A Kurdish politician, Salih advocates maintaining the current relationship with federal Iraq in spite of major problems.

“We want to be part of a federal, democratic Iraq, we genuinely do, that is in our interests,” he said. “But if [federal] Iraq moves decidedly in another direction, we will have to look at our options.”

While many of Iraqi Kurdistan’s officials echo Salih, publicly saying they want to continue their relationship with Baghdad despite longstanding disputes on oil revenues and land, many Kurds voice support for a split.

Speaking offhand, one senior Iraqi Kurdistan official said the Kurds were eagerly awaiting their “divorce” from Baghdad.

But forming a separate state isn’t necessarily high on their agenda.

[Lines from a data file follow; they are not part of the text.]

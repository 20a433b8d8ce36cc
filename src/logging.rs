//! Logging setup
//!
//! The library only emits `tracing` events. Hosts that have no subscriber of
//! their own can install the stock formatter with `init`.

use tracing_subscriber::{fmt, EnvFilter};

use crate::error::{BridgeError, Result};

pub const DEFAULT_FILTER: &str = "info";

/// Install a global fmt subscriber. `None` reads `RUST_LOG`, falling back to
/// `info`. Fails if a global subscriber is already set.
pub fn init(filter: Option<&str>) -> Result<()> {
    let filter = match filter {
        Some(directives) => EnvFilter::try_new(directives)
            .map_err(|e| BridgeError::Config(format!("invalid log filter '{directives}': {e}")))?,
        None => EnvFilter::try_from_default_env().unwrap_or_else(|_| EnvFilter::new(DEFAULT_FILTER)),
    };

    fmt()
        .with_env_filter(filter)
        .with_thread_names(true)
        .try_init()
        .map_err(|e| BridgeError::Config(format!("logging already initialized: {e}")))
}

#[cfg(test)]
mod tests {
    use super::*;

    #[test]
    fn test_invalid_filter_rejected() {
        assert!(matches!(init(Some("feed_bridge=loudest")), Err(BridgeError::Config(_))));
    }
}
//! Adapters from foreign function pointers to session callbacks
//!
//! Each trampoline translates the Rust-side view into C types, invokes the
//! foreign function with the caller's context pointer, and maps the raw
//! verdict code back. A foreign callback that unwinds is caught here.

use std::ffi::{c_void, CString};
use std::panic::{self, AssertUnwindSafe};

use tracing::warn;

use super::types::{
    FbEventCallback, FbExceptionCallback, FbMetadataCallback, FbRecordCallback, FbRecordHeader,
};
use crate::decoder::Record;
use crate::engine::Metadata;
use crate::enums::{ExceptionAction, KeepGoing};
use crate::error::EngineError;
use crate::router::Event;
use crate::session::Callbacks;

/// Foreign context pointer. Whatever it points at is owned by the caller,
/// who guarantees it may be used from the delivery thread.
#[derive(Clone, Copy)]
pub(crate) struct UserData(*mut c_void);

unsafe impl Send for UserData {}

impl UserData {
    pub(crate) fn new(ptr: *mut c_void) -> Self {
        UserData(ptr)
    }
}

fn to_cstring(text: &str) -> CString {
    CString::new(text.replace('\0', " ")).unwrap_or_default()
}

pub(crate) struct RecordTrampoline {
    callback: FbRecordCallback,
    user_data: UserData,
}

impl RecordTrampoline {
    pub(crate) fn new(callback: FbRecordCallback, user_data: UserData) -> Self {
        RecordTrampoline { callback, user_data }
    }

    fn invoke(&self, record: &Record<'_>) -> KeepGoing {
        let header = FbRecordHeader::from(record.header());
        let body = record.body();
        let user_data = self.user_data.0;
        let callback = self.callback;

        match panic::catch_unwind(AssertUnwindSafe(|| {
            callback(user_data, &header, body.as_ptr(), body.len())
        })) {
            Ok(code) => KeepGoing::from_code(code),
            Err(_) => {
                warn!(rtype = header.rtype, "foreign record callback unwound, stopping");
                KeepGoing::Stop
            }
        }
    }
}

pub(crate) struct MetadataTrampoline {
    callback: FbMetadataCallback,
    user_data: UserData,
}

impl MetadataTrampoline {
    pub(crate) fn new(callback: FbMetadataCallback, user_data: UserData) -> Self {
        MetadataTrampoline { callback, user_data }
    }

    fn invoke(&self, metadata: &Metadata) {
        let json = match serde_json::to_string(metadata) {
            Ok(json) => to_cstring(&json),
            Err(e) => {
                warn!(error = %e, "metadata serialization failed");
                return;
            }
        };
        let user_data = self.user_data.0;
        let callback = self.callback;
        if panic::catch_unwind(AssertUnwindSafe(|| callback(user_data, json.as_ptr()))).is_err() {
            warn!("foreign metadata callback unwound");
        }
    }
}

pub(crate) struct ExceptionTrampoline {
    callback: FbExceptionCallback,
    user_data: UserData,
}

impl ExceptionTrampoline {
    pub(crate) fn new(callback: FbExceptionCallback, user_data: UserData) -> Self {
        ExceptionTrampoline { callback, user_data }
    }

    fn invoke(&self, fault: &EngineError) -> ExceptionAction {
        let message = to_cstring(&fault.to_string());
        let user_data = self.user_data.0;
        let callback = self.callback;
        match panic::catch_unwind(AssertUnwindSafe(|| callback(user_data, message.as_ptr()))) {
            Ok(code) => ExceptionAction::from_code(code),
            Err(_) => {
                warn!("foreign exception callback unwound, stopping");
                ExceptionAction::Stop
            }
        }
    }
}

pub(crate) struct EventTrampoline {
    callback: FbEventCallback,
    user_data: UserData,
}

impl EventTrampoline {
    pub(crate) fn new(callback: FbEventCallback, user_data: UserData) -> Self {
        EventTrampoline { callback, user_data }
    }

    fn invoke(&self, event: &Event) {
        let kind = to_cstring(event.kind.as_str());
        let symbol = to_cstring(&event.symbol);
        let text = to_cstring(&event.text);
        let user_data = self.user_data.0;
        let callback = self.callback;
        let unwound = panic::catch_unwind(AssertUnwindSafe(|| {
            callback(user_data, kind.as_ptr(), event.instrument_id, symbol.as_ptr(), text.as_ptr())
        }))
        .is_err();
        if unwound {
            warn!(kind = %event.kind, "foreign event callback unwound");
        }
    }
}

/// Foreign sinks for one `fb_session_start*` call
#[derive(Default)]
pub(crate) struct ForeignCallbacks {
    pub record: Option<RecordTrampoline>,
    pub event: Option<EventTrampoline>,
    pub metadata: Option<MetadataTrampoline>,
    pub exception: Option<ExceptionTrampoline>,
}

impl ForeignCallbacks {
    pub(crate) fn into_callbacks(self) -> Callbacks {
        let mut callbacks = Callbacks::new();
        if let Some(t) = self.record {
            callbacks = callbacks.on_record(move |record| t.invoke(record));
        }
        if let Some(t) = self.event {
            callbacks = callbacks.on_event(move |event| t.invoke(event));
        }
        if let Some(t) = self.metadata {
            callbacks = callbacks.on_metadata(move |metadata| t.invoke(metadata));
        }
        if let Some(t) = self.exception {
            callbacks = callbacks.on_exception(move |fault| t.invoke(fault));
        }
        callbacks
    }
}
//! `fb_builder_*`: configuration builder handles
//!
//! A builder handle stays allocated after `fb_builder_build`; building
//! consumes its configuration, and any further use reports the builder as
//! consumed until it is freed.

use std::ffi::{c_char, c_int};
use std::time::Duration;

use parking_lot::Mutex;

use super::handles::{self, HandleKind};
use super::session::FbSession;
use super::{c_str, handle, status, void};
use crate::config::LiveBuilder;
use crate::engine;
use crate::enums::{Dataset, UpgradePolicy};
use crate::error::{BridgeError, Result};
use crate::session::LiveSession;

enum BuilderSlot {
    Open(LiveBuilder),
    Consumed,
}

pub struct FbBuilder {
    slot: Mutex<BuilderSlot>,
}

impl FbBuilder {
    fn with_open<R>(&self, f: impl FnOnce(&mut LiveBuilder) -> Result<R>) -> Result<R> {
        match &mut *self.slot.lock() {
            BuilderSlot::Open(builder) => f(builder),
            BuilderSlot::Consumed => Err(BridgeError::BuilderConsumed),
        }
    }
}

unsafe fn builder_ref<'a>(ptr: *mut FbBuilder) -> Result<&'a FbBuilder> {
    handles::check(ptr, HandleKind::Builder)?;
    Ok(&*ptr)
}

#[no_mangle]
pub extern "C" fn fb_builder_new() -> *mut FbBuilder {
    handle("fb_builder_new", || {
        let ptr = Box::into_raw(Box::new(FbBuilder {
            slot: Mutex::new(BuilderSlot::Open(LiveBuilder::new())),
        }));
        handles::register(ptr, HandleKind::Builder);
        Ok(ptr)
    })
}

/// Free a builder. NULL is ignored.
#[no_mangle]
pub unsafe extern "C" fn fb_builder_free(builder: *mut FbBuilder) {
    void("fb_builder_free", || {
        if builder.is_null() {
            return Ok(());
        }
        handles::release(builder, HandleKind::Builder)?;
        drop(Box::from_raw(builder));
        Ok(())
    })
}

#[no_mangle]
pub unsafe extern "C" fn fb_builder_set_key(builder: *mut FbBuilder, api_key: *const c_char) -> c_int {
    status("fb_builder_set_key", || {
        let builder = builder_ref(builder)?;
        let key = c_str(api_key, "api_key")?;
        builder.with_open(|b| b.set_key(key).map(drop))
    })
}

/// Read the API key from the `DATABENTO_API_KEY` environment variable
#[no_mangle]
pub unsafe extern "C" fn fb_builder_set_key_from_env(builder: *mut FbBuilder) -> c_int {
    status("fb_builder_set_key_from_env", || {
        builder_ref(builder)?.with_open(|b| b.set_key_from_env().map(drop))
    })
}

#[no_mangle]
pub unsafe extern "C" fn fb_builder_set_dataset(builder: *mut FbBuilder, dataset: *const c_char) -> c_int {
    status("fb_builder_set_dataset", || {
        let builder = builder_ref(builder)?;
        let code = c_str(dataset, "dataset")?;
        builder.with_open(|b| b.set_dataset(code).map(drop))
    })
}

/// Set the dataset from its numeric identifier
#[no_mangle]
pub unsafe extern "C" fn fb_builder_set_dataset_id(builder: *mut FbBuilder, dataset_id: u32) -> c_int {
    status("fb_builder_set_dataset_id", || {
        let builder = builder_ref(builder)?;
        let dataset = Dataset::from_u32(dataset_id)
            .ok_or_else(|| BridgeError::InvalidArgument(format!("unknown dataset id {dataset_id}")))?;
        builder.with_open(|b| {
            b.set_dataset_enum(dataset);
            Ok(())
        })
    })
}

#[no_mangle]
pub unsafe extern "C" fn fb_builder_set_send_ts_out(builder: *mut FbBuilder, send_ts_out: bool) -> c_int {
    status("fb_builder_set_send_ts_out", || {
        builder_ref(builder)?.with_open(|b| {
            b.set_send_ts_out(send_ts_out);
            Ok(())
        })
    })
}

#[no_mangle]
pub unsafe extern "C" fn fb_builder_set_upgrade_policy(builder: *mut FbBuilder, policy: u32) -> c_int {
    status("fb_builder_set_upgrade_policy", || {
        let builder = builder_ref(builder)?;
        let policy = UpgradePolicy::from_u32(policy)
            .ok_or_else(|| BridgeError::InvalidArgument(format!("unknown upgrade policy {policy}")))?;
        builder.with_open(|b| {
            b.set_upgrade_policy(policy);
            Ok(())
        })
    })
}

#[no_mangle]
pub unsafe extern "C" fn fb_builder_set_heartbeat_interval(builder: *mut FbBuilder, seconds: u32) -> c_int {
    status("fb_builder_set_heartbeat_interval", || {
        builder_ref(builder)?.with_open(|b| b.set_heartbeat_interval(seconds).map(drop))
    })
}

#[no_mangle]
pub unsafe extern "C" fn fb_builder_set_address(builder: *mut FbBuilder, host: *const c_char, port: u16) -> c_int {
    status("fb_builder_set_address", || {
        let builder = builder_ref(builder)?;
        let host = c_str(host, "host")?;
        builder.with_open(|b| b.set_address(host, port).map(drop))
    })
}

#[no_mangle]
pub unsafe extern "C" fn fb_builder_set_buffer_size(builder: *mut FbBuilder, size: usize) -> c_int {
    status("fb_builder_set_buffer_size", || {
        builder_ref(builder)?.with_open(|b| b.set_buffer_size(size).map(drop))
    })
}

/// How long releasing a session waits for its delivery loop to drain
#[no_mangle]
pub unsafe extern "C" fn fb_builder_set_shutdown_timeout(builder: *mut FbBuilder, timeout_millis: u64) -> c_int {
    status("fb_builder_set_shutdown_timeout", || {
        builder_ref(builder)?.with_open(|b| {
            b.set_shutdown_timeout(Duration::from_millis(timeout_millis));
            Ok(())
        })
    })
}

/// Connect a session from the builder's configuration. Blocks until the
/// engine connection is established. Returns NULL on failure, leaving the
/// builder usable. On success the builder is consumed but not freed.
#[no_mangle]
pub unsafe extern "C" fn fb_builder_build(builder: *mut FbBuilder) -> *mut FbSession {
    handle("fb_builder_build", || {
        let builder = builder_ref(builder)?;
        let mut slot = builder.slot.lock();
        let config = match &*slot {
            BuilderSlot::Open(b) => b.config().clone(),
            BuilderSlot::Consumed => return Err(BridgeError::BuilderConsumed),
        };
        let session = LiveSession::connect(config, engine::connector().as_ref())?;
        *slot = BuilderSlot::Consumed;
        Ok(FbSession::into_raw(session))
    })
}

“When the Kurds are thinking about independence, they are thinking about economic independence, self sufficiency,” said Michael Knights, a fellow with the Washington Institute for Near East Policy.

While the central government’s attentions are currently focused on combatting a Sunni Arab insurgency, the Kurds are now also potentially able to assert more control over territory claimed by both sides, such as the oil-rich city of Kirkuk. Baghdad is “so distracted by insurgency that they have probably taken their eyes off of the disputed territories temporarily or at least partially,” said John Drake, an Iraq specialist with risk management firm AKE.

Last year the Peshmerga and central government forces were involved in several tense standoffs in disputed territories. In one incident, the forces clashed in the town of Tuz Khurmatu, leaving one dead.

The destabilization of federal Iraq is made even more threatening by the conflict’s growing relationship with the civil war raging next door in Syria. In recent months, once rare violence has arrived in Iraqi Kurdistan.

On Sept. 29, a series of bombs hit Erbil, killing six. The attacks were the first in six years to hit Iraqi Kurdistan’s capital and were claimed by the Islamic State of Iraq and the Levant (ISIS). Born out of Al Qaeda in Iraq, ISIS has gained notoriety in Syria for its effective, deadly attacks and strict implementation of Islamic law in areas it has captured.

In early November, two more alleged members of the Islamic State of Iraq and the Levant were arrested in Iraqi Kurdistan’s Dohuk province. Authorities there said the militants were preparing for suicide bombing missions.

In Arab Iraq, ISIS is much more active.

In the past week, ISIS captured the city of Fallujah, just 40 miles west of Baghdad, as well as parts of Ramadi.

“A dangerous dynamic is Syria and Iraq are merging into one theater of conflict with extreme sectarian polarization associated with it,” said Salih, the former Iraqi Kurdistan prime minister.